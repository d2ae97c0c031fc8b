use crate::models::ForwardEvent;
use crate::services::log_service::EventLog;
use async_trait::async_trait;
use std::io;
use std::net::SocketAddr;
use std::sync::Arc;
use std::time::Duration;
use tokio::net::{TcpListener, TcpStream};
use tokio::sync::{mpsc, oneshot};
use tokio::task::JoinHandle;
use tokio::time::Instant;
use tokio_util::sync::CancellationToken;

/// A local connection handed to one worker
#[derive(Debug)]
pub struct AcceptedConnection {
    pub stream: TcpStream,
    pub peer: SocketAddr,
}

/// An idle worker's request for its one connection
pub struct AcceptTicket {
    pub worker: usize,
    deliver: oneshot::Sender<AcceptedConnection>,
}

impl AcceptTicket {
    pub fn new(worker: usize) -> (Self, oneshot::Receiver<AcceptedConnection>) {
        let (deliver, receive) = oneshot::channel();
        (Self { worker, deliver }, receive)
    }
}

/// Where the acceptor takes local connections from
#[async_trait]
pub trait ConnectionSource: Send + 'static {
    async fn accept(&mut self) -> io::Result<(TcpStream, SocketAddr)>;
}

#[async_trait]
impl ConnectionSource for TcpListener {
    async fn accept(&mut self) -> io::Result<(TcpStream, SocketAddr)> {
        TcpListener::accept(self).await
    }
}

/// The only task that accepts on the shared listener.
///
/// Idle workers queue tickets; each accepted connection goes to the worker
/// at the head of the queue. Accepting stops on cancellation, when the
/// optional accept timeout elapses, or once every worker has been served.
/// Dropping unserved tickets is how waiting workers learn to close.
pub struct ListenerAcceptor<L = TcpListener> {
    listener: L,
    tickets: mpsc::Receiver<AcceptTicket>,
    poll_interval: Duration,
    deadline: Option<Instant>,
    cancel: CancellationToken,
    log: Arc<EventLog>,
}

impl<L: ConnectionSource> ListenerAcceptor<L> {
    pub fn new(
        listener: L,
        tickets: mpsc::Receiver<AcceptTicket>,
        poll_interval: Duration,
        accept_timeout: Option<Duration>,
        cancel: CancellationToken,
        log: Arc<EventLog>,
    ) -> Self {
        Self {
            listener,
            tickets,
            poll_interval: poll_interval.max(Duration::from_millis(1)),
            deadline: accept_timeout.map(|t| Instant::now() + t),
            cancel,
            log,
        }
    }

    /// Run on its own task; the listener comes back through the join handle
    pub fn spawn(self) -> JoinHandle<L> {
        tokio::spawn(self.run())
    }

    async fn run(mut self) -> L {
        let mut served = 0usize;

        while let Some(ticket) = self.next_ticket().await {
            if !self.serve(ticket).await {
                break;
            }
            served += 1;
        }

        tracing::debug!("Acceptor stopping after {} connections", served);
        self.listener
    }

    async fn next_ticket(&mut self) -> Option<AcceptTicket> {
        let deadline = self.deadline;
        let expired = async move {
            match deadline {
                Some(at) => tokio::time::sleep_until(at).await,
                None => std::future::pending().await,
            }
        };

        tokio::select! {
            _ = self.cancel.cancelled() => None,
            _ = expired => {
                tracing::info!("Accept timeout elapsed");
                None
            }
            ticket = self.tickets.recv() => ticket,
        }
    }

    /// Accept one connection for `ticket`. Returns `false` when accepting
    /// should stop altogether.
    async fn serve(&mut self, ticket: AcceptTicket) -> bool {
        loop {
            let wait = match self.deadline {
                Some(at) => {
                    let left = at.saturating_duration_since(Instant::now());
                    if left.is_zero() {
                        tracing::info!("Accept timeout elapsed");
                        return false;
                    }
                    left.min(self.poll_interval)
                }
                None => self.poll_interval,
            };

            let attempt = tokio::select! {
                _ = self.cancel.cancelled() => return false,
                attempt = tokio::time::timeout(wait, self.listener.accept()) => attempt,
            };

            match attempt {
                // Nothing pending yet
                Err(_) => continue,
                Ok(Ok((stream, peer))) => {
                    self.log.info(ForwardEvent::ConnectionAccepted {
                        worker: ticket.worker,
                        peer: peer.to_string(),
                    });
                    if ticket.deliver.send(AcceptedConnection { stream, peer }).is_err() {
                        tracing::warn!("Worker {} went away before its connection arrived", ticket.worker);
                    }
                    return true;
                }
                // Dropping the ticket closes the waiting worker
                Ok(Err(e)) => {
                    tracing::warn!("Accept for worker {} failed: {}", ticket.worker, e);
                    return true;
                }
            }
        }
    }
}
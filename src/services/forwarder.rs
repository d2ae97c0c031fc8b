use crate::models::{ForwardEvent, ForwardRequest, ForwarderSettings};
use crate::services::acceptor::ListenerAcceptor;
use crate::services::bootstrap::SessionBootstrap;
use crate::services::channel_pool::ChannelPool;
use crate::services::log_service::EventLog;
use crate::services::observer::ForwardObserver;
use crate::services::russh_transport::RusshBackend;
use crate::services::shutdown::{ShutdownCoordinator, ShutdownStep};
use crate::services::transport::SshBackend;
use crate::services::transport_actor::TransportActor;
use crate::services::worker::{ForwardingWorker, WorkerContext, WorkerOutcome};
use crate::utils::error::{ForwardError, Result, ResultCode};
use std::net::SocketAddr;
use std::sync::{Arc, Mutex};
use tokio::sync::mpsc;
use tokio_util::sync::CancellationToken;

/// Everything a finished run produced
#[derive(Debug)]
pub struct ForwardReport {
    pub code: ResultCode,
    /// One entry per worker; empty when setup failed
    pub outcomes: Vec<WorkerOutcome>,
    pub shutdown: Vec<ShutdownStep>,
}

/// One local port forwarding run over a single SSH session.
///
/// `run` drives setup, serves connections until every worker has finished
/// (or the run is cancelled) and always ends with a full shutdown.
pub struct PortForwarder<B: SshBackend> {
    backend: B,
    request: ForwardRequest,
    settings: ForwarderSettings,
    observer: Arc<dyn ForwardObserver>,
    log: Arc<EventLog>,
    cancel: CancellationToken,
    local_address: Mutex<Option<SocketAddr>>,
}

impl<B: SshBackend> PortForwarder<B> {
    pub fn new(
        backend: B,
        request: ForwardRequest,
        settings: ForwarderSettings,
        observer: Arc<dyn ForwardObserver>,
    ) -> Self {
        let log = EventLog::new(request.id, settings.max_log_entries).with_observer(observer.clone());
        Self {
            backend,
            request,
            settings,
            observer,
            log: Arc::new(log),
            cancel: CancellationToken::new(),
            local_address: Mutex::new(None),
        }
    }

    /// Cancelling stops the acceptor and every worker
    pub fn cancel_token(&self) -> CancellationToken {
        self.cancel.clone()
    }

    pub fn event_log(&self) -> Arc<EventLog> {
        self.log.clone()
    }

    /// The listener's bound address, known once it is listening
    pub fn local_address(&self) -> Option<SocketAddr> {
        self.local_address.lock().ok().and_then(|slot| *slot)
    }

    pub fn request(&self) -> &ForwardRequest {
        &self.request
    }

    pub async fn run(&self) -> ResultCode {
        self.run_with_report().await.code
    }

    pub async fn run_with_report(&self) -> ForwardReport {
        tracing::info!(
            "Forwarding {} via {}",
            self.request.forwarding,
            self.request.display_name()
        );

        let mut resources = ShutdownCoordinator::new();
        let result = self.forward(&mut resources).await;

        let (code, outcomes) = match result {
            Ok(outcomes) => (ResultCode::Success, outcomes),
            Err(e) => {
                tracing::error!("Port forwarding failed: {}", e);
                self.observer.forwarding_failed(&e);
                (e.code(), Vec::new())
            }
        };

        let shutdown = resources.shutdown(&self.backend, &self.log).await;
        self.log.info(ForwardEvent::Finished { code: code.as_i32() });

        ForwardReport {
            code,
            outcomes,
            shutdown,
        }
    }

    /// Run on a fresh multi-threaded runtime and block until done
    pub fn run_blocking(&self) -> ResultCode {
        let runtime = tokio::runtime::Builder::new_multi_thread()
            .enable_all()
            .thread_name("port-forwarder")
            .build();

        match runtime {
            Ok(runtime) => runtime.block_on(self.run()),
            Err(e) => {
                let err = ForwardError::Runtime(e);
                self.log.error(ForwardEvent::Finished { code: err.code().as_i32() }, err.to_string());
                self.observer.forwarding_failed(&err);
                self.backend.release();
                err.code()
            }
        }
    }

    async fn forward(&self, resources: &mut ShutdownCoordinator<B::Transport>) -> Result<Vec<WorkerOutcome>> {
        self.settings.validate()?;

        SessionBootstrap::new(
            &self.backend,
            &self.request,
            &self.settings,
            self.observer.clone(),
            &self.log,
        )
        .establish(resources)
        .await?;

        let forwarding = &self.request.forwarding;
        let listener = ChannelPool::bind_listener(forwarding, &self.settings, &self.log)?;
        let origin = listener.local_addr().map_err(|source| ForwardError::ListenSetup {
            address: format!("{}:{}", forwarding.bind_address, forwarding.local_port),
            source,
        })?;
        if let Ok(mut slot) = self.local_address.lock() {
            *slot = Some(origin);
        }
        resources.register_listener(listener);

        let transport = resources.transport_mut().ok_or_else(missing_session)?;
        let channels =
            ChannelPool::open_channels(transport, forwarding, origin, self.settings.channel_count, &self.log)
                .await?;
        resources.register_channels(&channels);

        let transport = resources.take_transport().ok_or_else(missing_session)?;
        let listener = resources
            .take_listener()
            .ok_or_else(|| ForwardError::ConfigError("listener missing".to_string()))?;

        let (transport_handle, actor) = TransportActor::spawn(transport, self.settings.transport_queue_depth);
        let (tickets, ticket_queue) = mpsc::channel(channels.len().max(1));
        let acceptor = ListenerAcceptor::new(
            listener,
            ticket_queue,
            self.settings.accept_poll_interval(),
            self.settings.accept_timeout(),
            self.cancel.child_token(),
            self.log.clone(),
        )
        .spawn();

        let workers: Vec<_> = channels
            .iter()
            .enumerate()
            .map(|(index, channel)| {
                ForwardingWorker::new(WorkerContext {
                    index,
                    channel: *channel,
                    transport: transport_handle.clone(),
                    tickets: tickets.clone(),
                    buffer_size: self.settings.buffer_size,
                    relay_poll_interval: self.settings.relay_poll_interval(),
                    cancel: self.cancel.child_token(),
                    log: self.log.clone(),
                })
                .spawn()
            })
            .collect();
        drop(tickets);
        drop(transport_handle);

        self.log.info(ForwardEvent::WorkersStarted {
            count: workers.len(),
        });
        self.observer.forwarding_ready();

        let mut outcomes = Vec::with_capacity(workers.len());
        for (index, joined) in futures::future::join_all(workers).await.into_iter().enumerate() {
            match joined {
                Ok(outcome) => outcomes.push(outcome),
                Err(e) => tracing::error!("Worker {} did not finish cleanly: {}", index, e),
            }
        }

        match acceptor.await {
            Ok(listener) => resources.register_listener(listener),
            Err(e) => tracing::error!("Acceptor task failed: {}", e),
        }
        match actor.await {
            Ok(transport) => resources.register_transport(transport),
            Err(e) => tracing::error!("Transport actor failed: {}", e),
        }

        Ok(outcomes)
    }
}

fn missing_session() -> ForwardError {
    ForwardError::ConfigError("SSH session missing after authentication".to_string())
}

/// Forward over russh and block until the run ends
pub fn forward_blocking(
    request: ForwardRequest,
    settings: ForwarderSettings,
    observer: Arc<dyn ForwardObserver>,
) -> ResultCode {
    PortForwarder::new(RusshBackend, request, settings, observer).run_blocking()
}
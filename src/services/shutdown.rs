use crate::models::ForwardEvent;
use crate::services::log_service::EventLog;
use crate::services::transport::{ChannelId, SshBackend, SshTransport};
use socket2::Socket;
use std::net::Shutdown;
use tokio::net::TcpListener;

/// One thing the coordinator actually released
#[derive(Debug, Clone, Copy, PartialEq, Eq)]
pub enum ShutdownStep {
    ListenerClosed,
    ChannelsFreed(usize),
    SessionDisconnected,
    SocketClosed,
    BackendReleased,
}

impl ShutdownStep {
    fn describe(&self) -> String {
        match self {
            Self::ListenerClosed => "listener closed".to_string(),
            Self::ChannelsFreed(n) => format!("{} channels freed", n),
            Self::SessionDisconnected => "session disconnected".to_string(),
            Self::SocketClosed => "socket closed".to_string(),
            Self::BackendReleased => "backend released".to_string(),
        }
    }
}

/// Registry of everything a run has created, torn down in a fixed order.
///
/// Each setup stage registers its resource as soon as it exists. Whatever
/// was never registered is skipped, and running [`shutdown`](Self::shutdown)
/// twice releases nothing the second time.
pub struct ShutdownCoordinator<T> {
    listener: Option<TcpListener>,
    channels: Vec<ChannelId>,
    transport: Option<T>,
    /// Second handle on the outbound connection; the session owns the first
    socket: Option<Socket>,
    backend_released: bool,
}

impl<T> Default for ShutdownCoordinator<T> {
    fn default() -> Self {
        Self {
            listener: None,
            channels: Vec::new(),
            transport: None,
            socket: None,
            backend_released: false,
        }
    }
}

impl<T: SshTransport> ShutdownCoordinator<T> {
    pub fn new() -> Self {
        Self::default()
    }

    pub fn register_socket(&mut self, socket: Socket) {
        self.socket = Some(socket);
    }

    pub fn register_transport(&mut self, transport: T) {
        self.transport = Some(transport);
    }

    pub fn transport_mut(&mut self) -> Option<&mut T> {
        self.transport.as_mut()
    }

    pub fn take_transport(&mut self) -> Option<T> {
        self.transport.take()
    }

    pub fn register_listener(&mut self, listener: TcpListener) {
        self.listener = Some(listener);
    }

    pub fn take_listener(&mut self) -> Option<TcpListener> {
        self.listener.take()
    }

    pub fn register_channels(&mut self, channels: &[ChannelId]) {
        self.channels.extend_from_slice(channels);
    }

    pub fn channels(&self) -> &[ChannelId] {
        &self.channels
    }

    /// Close the listener, free channels, disconnect the session, close the
    /// socket and release the backend, in that order.
    pub async fn shutdown<B>(&mut self, backend: &B, log: &EventLog) -> Vec<ShutdownStep>
    where
        B: SshBackend<Transport = T>,
    {
        let mut steps = Vec::new();

        if self.listener.take().is_some() {
            steps.push(ShutdownStep::ListenerClosed);
        }

        let channels = std::mem::take(&mut self.channels);
        if !channels.is_empty() {
            match self.transport.as_mut() {
                Some(transport) => {
                    for channel in &channels {
                        transport.free_channel(*channel).await;
                    }
                    steps.push(ShutdownStep::ChannelsFreed(channels.len()));
                }
                None => {
                    tracing::warn!("{} channels registered without a session", channels.len());
                }
            }
        }

        if let Some(mut transport) = self.transport.take() {
            transport.disconnect("Port forwarding finished").await;
            drop(transport);
            steps.push(ShutdownStep::SessionDisconnected);
        }

        if let Some(socket) = self.socket.take() {
            if let Err(e) = socket.shutdown(Shutdown::Both) {
                tracing::debug!("Outbound socket already down: {}", e);
            }
            drop(socket);
            steps.push(ShutdownStep::SocketClosed);
        }

        if !self.backend_released {
            backend.release();
            self.backend_released = true;
            steps.push(ShutdownStep::BackendReleased);
        }

        for step in &steps {
            log.debug(ForwardEvent::ShutdownStep {
                step: step.describe(),
            });
        }
        steps
    }
}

(Instructions to follow) Determine how many lines in the records above hold the word "when", and answer with that number only.

(Exercise result) 3